Factors Contributing to Clearing HCV
While some common factors seem to exist across those who clear HCV during the acute phase, it’s not yet clear to researchers all of the reasons why one person is able to clear the infection on their own and another is not. Things that increase the likelihood of someone clearing the infection include:
The age someone contracts HCV – the younger, the more likely they’ll clear the infection
Sex – women have a higher likelihood of clearing HCV
Noticeable signs and symptoms – people who have more symptoms during the acute phase have a higher chance of clearing the infection
Immune system response – the healthier the immune system and T-cell response, the more likely they’ll clear HCV
Genotype – those with genotype 3, for instance, have a higher chance of clearing the virus than those with genotype 1
Transfusion – those who contracted HCV through blood transfusion have a higher viral load and are at greater risk of progressing to chronic hepatitis C
When does acute hepatitis C become chronic hepatitis C?

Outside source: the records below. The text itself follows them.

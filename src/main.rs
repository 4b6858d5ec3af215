//! Banner Keeper CLI entry point.

use anyhow::Result;
use clap::Parser;

use banner_keeper::application::BannerApplication;
use banner_keeper::cli::commands::{banner, cache, fetch};
use banner_keeper::cli::{handle_error, BannerCommands, CacheCommands, Cli, Commands};
use banner_keeper::domain::models::{BannerFilter, BannerKey, BannerPatch, NewBanner};
use banner_keeper::infrastructure::config::ConfigLoader;
use banner_keeper::infrastructure::logging::{LogConfig, LoggerImpl};

#[tokio::main]
async fn main() {
    let cli = Cli::parse();
    let json = cli.json;

    if let Err(err) = run(cli).await {
        handle_error(err, json);
    }
}

async fn run(cli: Cli) -> Result<()> {
    let config = match cli.config {
        Some(ref path) => ConfigLoader::load_from_file(path)?,
        None => ConfigLoader::load()?,
    };
    let _logger = LoggerImpl::init(&LogConfig::from(&config.logging))?;

    let app = BannerApplication::bootstrap(&config).await?;
    let result = dispatch(&app, cli.command, cli.json).await;
    app.shutdown().await;
    result
}

async fn dispatch(app: &BannerApplication, command: Commands, json: bool) -> Result<()> {
    match command {
        Commands::Fetch {
            feature_id,
            tag_id,
            role,
            use_last_revision,
        } => {
            fetch::execute(
                &app.retrieval(),
                BannerKey::new(feature_id, tag_id),
                role.into(),
                use_last_revision,
                json,
            )
            .await
        }
        Commands::Banner(command) => dispatch_banner(app, command, json).await,
        Commands::Cache(CacheCommands::Flush) => cache::handle_flush(app.cache(), json).await,
        Commands::Cache(CacheCommands::Ping) => cache::handle_ping(app.cache(), json).await,
    }
}

async fn dispatch_banner(app: &BannerApplication, command: BannerCommands, json: bool) -> Result<()> {
    let service = app.admin();
    match command {
        BannerCommands::Get {
            feature_id,
            tag_id,
            active,
        } => banner::handle_get(&service, BannerKey::new(feature_id, tag_id), active, json).await,
        BannerCommands::List {
            feature_id,
            tag_id,
            limit,
            offset,
        } => {
            let filter = BannerFilter {
                feature_id,
                tag_id,
                limit,
                offset,
            };
            banner::handle_list(&service, filter, json).await
        }
        BannerCommands::Create {
            feature_id,
            tag_ids,
            content,
            inactive,
        } => {
            let new_banner = NewBanner::new(feature_id, tag_ids, content).with_active(!inactive);
            banner::handle_create(&service, new_banner, json).await
        }
        BannerCommands::Update {
            id,
            feature_id,
            tag_ids,
            clear_tags,
            content,
            active,
        } => {
            let patch = BannerPatch {
                feature_id,
                tag_ids: if clear_tags { Some(Vec::new()) } else { tag_ids },
                content,
                is_active: active,
            };
            banner::handle_update(&service, id, patch, json).await
        }
        BannerCommands::Delete { id } => banner::handle_delete(&service, id, json).await,
    }
}
//! Banner domain model.
//!
//! A banner is a content payload addressed by a `(feature, tag)` pair. One banner
//! belongs to exactly one feature and may claim several tags under it; every
//! claimed pair is unique across the store.

use std::collections::BTreeSet;
use std::fmt;

use chrono::{DateTime, Utc};
use serde::{Deserialize, Serialize};

/// The `(feature, tag)` pair a banner is looked up by.
#[derive(Debug, Clone, Copy, PartialEq, Eq, Hash, PartialOrd, Ord, Serialize, Deserialize)]
pub struct BannerKey {
    pub feature_id: i64,
    pub tag_id: i64,
}

impl BannerKey {
    pub const fn new(feature_id: i64, tag_id: i64) -> Self {
        Self { feature_id, tag_id }
    }
}

impl fmt::Display for BannerKey {
    fn fmt(&self, f: &mut fmt::Formatter<'_>) -> fmt::Result {
        write!(f, "feature {}, tag {}", self.feature_id, self.tag_id)
    }
}

/// A stored banner with its full tag set.
#[derive(Debug, Clone, PartialEq, Eq, Serialize, Deserialize)]
pub struct Banner {
    /// Store-assigned identifier, immutable once assigned
    pub id: i64,
    pub feature_id: i64,
    /// Sorted, duplicate-free
    pub tag_ids: Vec<i64>,
    /// Opaque serialized document; never interpreted here
    pub content: String,
    pub is_active: bool,
    pub created_at: DateTime<Utc>,
    pub updated_at: DateTime<Utc>,
}

impl Banner {
    /// Every pair this banner currently claims.
    pub fn keys(&self) -> impl Iterator<Item = BannerKey> + '_ {
        self.tag_ids
            .iter()
            .map(move |&tag_id| BannerKey::new(self.feature_id, tag_id))
    }
}

/// Input for creating a banner.
#[derive(Debug, Clone, PartialEq, Eq, Serialize, Deserialize)]
pub struct NewBanner {
    pub feature_id: i64,
    pub tag_ids: Vec<i64>,
    pub content: String,
    pub is_active: bool,
}

impl NewBanner {
    pub fn new(feature_id: i64, tag_ids: impl IntoIterator<Item = i64>, content: impl Into<String>) -> Self {
        Self {
            feature_id,
            tag_ids: normalize_tags(tag_ids),
            content: content.into(),
            is_active: true,
        }
    }

    pub const fn with_active(mut self, is_active: bool) -> Self {
        self.is_active = is_active;
        self
    }
}

/// Sparse update for an existing banner.
///
/// `None` leaves a field untouched. For `tag_ids`, `Some(vec![])` is an explicit
/// request to drop every association and is distinct from `None`.
#[derive(Debug, Clone, Default, PartialEq, Eq, Serialize, Deserialize)]
pub struct BannerPatch {
    pub feature_id: Option<i64>,
    pub tag_ids: Option<Vec<i64>>,
    pub content: Option<String>,
    pub is_active: Option<bool>,
}

impl BannerPatch {
    pub fn new() -> Self {
        Self::default()
    }

    pub const fn feature_id(mut self, feature_id: i64) -> Self {
        self.feature_id = Some(feature_id);
        self
    }

    pub fn tag_ids(mut self, tag_ids: impl IntoIterator<Item = i64>) -> Self {
        self.tag_ids = Some(normalize_tags(tag_ids));
        self
    }

    pub fn content(mut self, content: impl Into<String>) -> Self {
        self.content = Some(content.into());
        self
    }

    pub const fn active(mut self, is_active: bool) -> Self {
        self.is_active = Some(is_active);
        self
    }

    pub const fn is_empty(&self) -> bool {
        self.feature_id.is_none()
            && self.tag_ids.is_none()
            && self.content.is_none()
            && self.is_active.is_none()
    }

    /// Deduplicate and sort the tag set, if one is present.
    #[must_use]
    pub fn normalized(mut self) -> Self {
        self.tag_ids = self.tag_ids.map(normalize_tags);
        self
    }
}

/// Filter and pagination for banner listings.
#[derive(Debug, Clone, Copy, Default, PartialEq, Eq, Serialize, Deserialize)]
pub struct BannerFilter {
    pub feature_id: Option<i64>,
    pub tag_id: Option<i64>,
    pub limit: Option<u32>,
    pub offset: Option<u32>,
}

impl BannerFilter {
    pub const fn feature(mut self, feature_id: i64) -> Self {
        self.feature_id = Some(feature_id);
        self
    }

    pub const fn tag(mut self, tag_id: i64) -> Self {
        self.tag_id = Some(tag_id);
        self
    }

    pub const fn page(mut self, limit: Option<u32>, offset: Option<u32>) -> Self {
        self.limit = limit;
        self.offset = offset;
        self
    }
}

pub fn normalize_tags(tag_ids: impl IntoIterator<Item = i64>) -> Vec<i64> {
    tag_ids.into_iter().collect::<BTreeSet<_>>().into_iter().collect()
}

After someone has had the hepatitis C virus for over 6 months, they are considered to be in the chronic stage of HCV. This occurs in 70-85% of those who contract HCV. A diagnosis of chronic hepatitis C means that the hepatitis C virus was still detectable after 6 months and on at least two occasions. When someone has been diagnosed with chronic hepatitis C, it’s highly unlikely that the person will clear the virus on their own.